The New Mexico governor Bruce King assembled a task force in Nineteen Ninety to draft a contract with New Mexico Native tribes. When the working group came to an accord with two big local tribes a year later, the Governor declined to sign the agreement. He held up a deal until Nineteen Ninety Four.
When a new governor took office in Nineteen Ninety Five, it seemed that Native gaming in New Mexico was a certainty. But when Governor Gary Johnson signed the contract with the Native tribes, anti-gambling forces were able to hold the deal up in courts. A New Mexico court found that the Governor had out stepped his bounds in signing the compact, therefore costing the state of New Mexico many hundreds of thousands of dollars in licensing fees over the next several years.

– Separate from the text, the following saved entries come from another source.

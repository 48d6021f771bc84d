use crate::error::ConfigError;
use crate::models::{Formation, Price};
use serde::{Deserialize, Serialize};
use std::{env, fs};

pub const CONFIG_PATH_ENV: &str = "LINEUP_CONFIG_PATH";

/// Budget used when a team has no balance on record.
pub const DEFAULT_BUDGET: Price = Price::from_units(200);

#[derive(Debug, Clone, PartialEq, Serialize, Deserialize)]
#[serde(default)]
pub struct EngineConfig {
    pub default_budget: Price,
    pub default_formation: Formation,
}

impl Default for EngineConfig {
    fn default() -> Self {
        Self { default_budget: DEFAULT_BUDGET, default_formation: Formation::DEFAULT }
    }
}

impl EngineConfig {
    pub fn from_json(json: &str) -> Result<Self, ConfigError> {
        let config: EngineConfig = serde_json::from_str(json)?;
        config.validate()?;
        Ok(config)
    }

    pub fn from_file(path: &str) -> Result<Self, ConfigError> {
        let content = fs::read_to_string(path)
            .map_err(|source| ConfigError::Read { path: path.to_string(), source })?;
        Self::from_json(&content)
    }

    /// Load from the file named by `LINEUP_CONFIG_PATH`; defaults when the
    /// variable is unset or blank.
    pub fn from_env() -> Result<Self, ConfigError> {
        let Ok(path) = env::var(CONFIG_PATH_ENV) else {
            return Ok(Self::default());
        };

        let path = path.trim();
        if path.is_empty() {
            return Ok(Self::default());
        }

        let config = Self::from_file(path)?;
        tracing::info!(path, "engine config loaded from {}", CONFIG_PATH_ENV);
        Ok(config)
    }

    pub fn validate(&self) -> Result<(), ConfigError> {
        if self.default_budget.is_negative() {
            return Err(ConfigError::Invalid(format!(
                "default_budget must not be negative, got {}",
                self.default_budget
            )));
        }
        Ok(())
    }
}
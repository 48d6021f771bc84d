pub mod protocol;

pub use protocol::{
    commit_squad, resolve_target, validate_for_commit, CommitPlan, CommitReceipt,
    CompletenessIssue,
};
use super::athlete::AthleteId;
use super::money::Price;
use serde::{Deserialize, Serialize};

pub type TeamId = String;
pub type UserId = String;
pub type RoundId = u32;

#[derive(Debug, Clone, PartialEq, Serialize, Deserialize)]
pub struct Team {
    pub id: TeamId,
    pub owner_id: UserId,
    pub name: String,
    /// Unset balances fall back to the configured default budget.
    #[serde(default)]
    pub balance: Option<Price>,
}

impl Team {
    pub fn budget_or(&self, default_budget: Price) -> Price {
        self.balance.unwrap_or(default_budget)
    }
}

#[derive(Debug, Clone, Copy, PartialEq, Eq, Serialize, Deserialize)]
pub struct Round {
    pub id: RoundId,
    pub is_open: bool,
}

/// Per-round listing of a purchasable athlete.
#[derive(Debug, Clone, PartialEq, Serialize, Deserialize)]
pub struct MarketEntry {
    pub round_id: RoundId,
    pub athlete_id: AthleteId,
    /// Overrides the athlete's list price when present.
    #[serde(default)]
    pub price: Option<Price>,
}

It required the Compact Negotiation Act, signed by the New Mexico legislature, to get the process moving on a full contract between the Government of New Mexico and its Indian bands. A decade had been burned for gaming in New Mexico, which includes American Indian casino Bingo.
The non-profit Bingo business has increased from 1999. That year, New Mexico non-profit game operators acquired only $3,048 in revenues. This number grew to $725,150 in 2000, and exceeded a million dollars in revenues in 2001. Non-profit Bingo revenues have increased steadily since that time. Two Thousand and Five saw the greatest year, with $1,233,289 grossed by the operators.
Bingo is certainly popular in New Mexico. All kinds of owners try for a bit of the action. Hopefully, the politicians are done batting over gaming as a key factor like they did in the 90’s. That is probably wishful thinking.